Jay`s reference to Ivan Illich`s Deschooling Society (1971) is extremely important for understand the relationship between education and social reproduction. There are many Marxist/radical critiques of public education in industrialized societies.

Paul Willis, a British sociologist, has argued that part of the explanation of the fact that working-class kids get working-class jobs (particularly in the United Kingdom) is simply that they want such jobs. They predominantly reject the more ``white-collar`` culture of the school, and the way teachers behave and live does not realistically strike them as something to desire or emulate. In fact, working-class kids get working-class jobs and girls end up doing women`s work (Willis, 1977, Learning to Labor). More detailed insights on the reproduction of a stratified labor force is offered for the British and American contexts by Halsey et al. (1980) and Bowles and Gintis (1976) respectively.

Some scholars have sought to ensure that schooling becomes a more powerful influence than social origin of children (see Bourdieu and Passeron, 1977: Reproduction in education, society and culture; and Bourdieu, 1984: Distinction). Pierre Bourdieu considers ``cultural competence`` necessary to participate in any subculture. He argues that: ``A bachelor who lacks the specific code feels lost in a chaos of sounds and rhythms, colours and lines, without rhyme or reason`` (1984: 2). Bourdieu suggests that cultural competence is a ``cognitive acquirement.`` His contribution shows that understanding particular cultural codes in order to decode them requires detailed ethnography rather than underground theorization.
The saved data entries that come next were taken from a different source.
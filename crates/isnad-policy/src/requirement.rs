//! Conjunctive/disjunctive predicates over an [`EvaluationContext`].

use crate::context::EvaluationContext;

/// A predicate evaluated against an [`EvaluationContext`].
///
/// `All` and `Any` compose requirements so a [`crate::rule::Rule`] can
/// express "trust score above X and not revoked" without the policy
/// engine needing to know about boolean logic itself.
#[derive(Debug, Clone)]
pub enum Requirement {
    /// Direct trust score must be at least this value.
    MinTrustScore(f64),
    /// Transitive chain trust must be at least this value. Fails if the
    /// context carries no chain trust value.
    MinChainTrust(f64),
    /// The agent must not be revoked.
    NotRevoked,
    /// The agent must hold a valid delegation authorizing the context's
    /// scope.
    DelegatedAuthorized,
    /// The context's scope must equal this value.
    ScopeIs(String),
    /// The context's endorsement count must be at least this value.
    MinEndorsements(usize),
    /// The chain trust path's hop count must be at most this value. Fails
    /// if the context carries no chain length.
    MaxChainLength(usize),
    /// The context's scope must be one of these values.
    RequiredScopes(Vec<String>),
    /// At least one of the context's issuer ids must be in this set.
    RequiredIssuerIds(Vec<String>),
    /// The backing credential's age must be at most this many seconds.
    /// Fails if the context carries no age.
    MaxAgeSeconds(u64),
    /// Every sub-requirement must hold.
    All(Vec<Requirement>),
    /// At least one sub-requirement must hold.
    Any(Vec<Requirement>),
}

impl Requirement {
    /// Evaluate this requirement against `ctx`.
    pub fn evaluate(&self, ctx: &EvaluationContext) -> bool {
        match self {
            Requirement::MinTrustScore(min) => ctx.trust_score >= *min,
            Requirement::MinChainTrust(min) => ctx.chain_trust.map(|v| v >= *min).unwrap_or(false),
            Requirement::NotRevoked => !ctx.is_revoked,
            Requirement::DelegatedAuthorized => ctx.is_delegated_authorized,
            Requirement::ScopeIs(scope) => ctx.scope.as_deref() == Some(scope.as_str()),
            Requirement::MinEndorsements(min) => ctx.endorsement_count >= *min,
            Requirement::MaxChainLength(max) => ctx.chain_length.map(|len| len <= *max).unwrap_or(false),
            Requirement::RequiredScopes(allowed) => {
                ctx.scope.as_deref().map(|s| allowed.iter().any(|a| a == s)).unwrap_or(false)
            }
            Requirement::RequiredIssuerIds(allowed) => {
                ctx.issuer_ids.iter().any(|issuer| allowed.contains(issuer))
            }
            Requirement::MaxAgeSeconds(max) => ctx.age_seconds.map(|age| age <= *max).unwrap_or(false),
            Requirement::All(reqs) => reqs.iter().all(|r| r.evaluate(ctx)),
            Requirement::Any(reqs) => reqs.iter().any(|r| r.evaluate(ctx)),
        }
    }
}

#[cfg(test)]
mod tests {
    use super::*;

    #[test]
    fn min_trust_score_passes_at_boundary() {
        let ctx = EvaluationContext::new("agent:a", 0.5);
        assert!(Requirement::MinTrustScore(0.5).evaluate(&ctx));
        assert!(!Requirement::MinTrustScore(0.51).evaluate(&ctx));
    }

    #[test]
    fn min_chain_trust_fails_when_absent() {
        let ctx = EvaluationContext::new("agent:a", 0.5);
        assert!(!Requirement::MinChainTrust(0.1).evaluate(&ctx));
    }

    #[test]
    fn all_requires_every_sub_requirement() {
        let ctx = EvaluationContext::new("agent:a", 0.5).with_revoked(false);
        let req = Requirement::All(vec![Requirement::MinTrustScore(0.3), Requirement::NotRevoked]);
        assert!(req.evaluate(&ctx));
        let revoked_ctx = ctx.clone().with_revoked(true);
        assert!(!req.evaluate(&revoked_ctx));
    }

    #[test]
    fn any_requires_one_sub_requirement() {
        let ctx = EvaluationContext::new("agent:a", 0.0).with_delegated_authorized(true);
        let req = Requirement::Any(vec![Requirement::MinTrustScore(0.5), Requirement::DelegatedAuthorized]);
        assert!(req.evaluate(&ctx));
    }

    #[test]
    fn min_endorsements_counts_distinct_witnesses() {
        let ctx = EvaluationContext::new("agent:a", 0.0).with_endorsement_count(3);
        assert!(Requirement::MinEndorsements(3).evaluate(&ctx));
        assert!(!Requirement::MinEndorsements(4).evaluate(&ctx));
    }

    #[test]
    fn max_chain_length_fails_when_absent() {
        let ctx = EvaluationContext::new("agent:a", 0.0);
        assert!(!Requirement::MaxChainLength(2).evaluate(&ctx));
        let ctx = ctx.with_chain_length(2);
        assert!(Requirement::MaxChainLength(2).evaluate(&ctx));
        assert!(!Requirement::MaxChainLength(1).evaluate(&ctx));
    }

    #[test]
    fn required_scopes_matches_any_allowed_scope() {
        let ctx = EvaluationContext::new("agent:a", 0.0).with_scope("deploy");
        let req = Requirement::RequiredScopes(vec!["deploy".to_string(), "billing".to_string()]);
        assert!(req.evaluate(&ctx));
        let ctx = EvaluationContext::new("agent:a", 0.0).with_scope("admin");
        assert!(!req.evaluate(&ctx));
    }

    #[test]
    fn required_issuer_ids_matches_any_overlap() {
        let ctx = EvaluationContext::new("agent:a", 0.0)
            .with_issuer_ids(vec!["agent:alice".to_string(), "agent:bob".to_string()]);
        let req = Requirement::RequiredIssuerIds(vec!["agent:bob".to_string()]);
        assert!(req.evaluate(&ctx));
        let req = Requirement::RequiredIssuerIds(vec!["agent:mallory".to_string()]);
        assert!(!req.evaluate(&ctx));
    }

    #[test]
    fn max_age_seconds_fails_when_absent() {
        let ctx = EvaluationContext::new("agent:a", 0.0);
        assert!(!Requirement::MaxAgeSeconds(3600).evaluate(&ctx));
        let ctx = ctx.with_age_seconds(1800);
        assert!(Requirement::MaxAgeSeconds(3600).evaluate(&ctx));
        assert!(!Requirement::MaxAgeSeconds(900).evaluate(&ctx));
    }
}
This is exactly what Willis has done for his study of the British kids.

In criticizing the institution of schooling itself, Illich contends that schools privilege certification over actual competence, unreasonably restrict the domain of what counts as worth learning, and prescribe restrictive and unhelpful modes of learning. The New Right has adapted some of the New Left critique of schooling for its own purposes. The New Right is against the agenda setting power of teachers (particularly with the help of their unions) and wants to transfer such power to the parents. This has led to some sort of the breaking up of schooling monopolies and consumer enfranchisement.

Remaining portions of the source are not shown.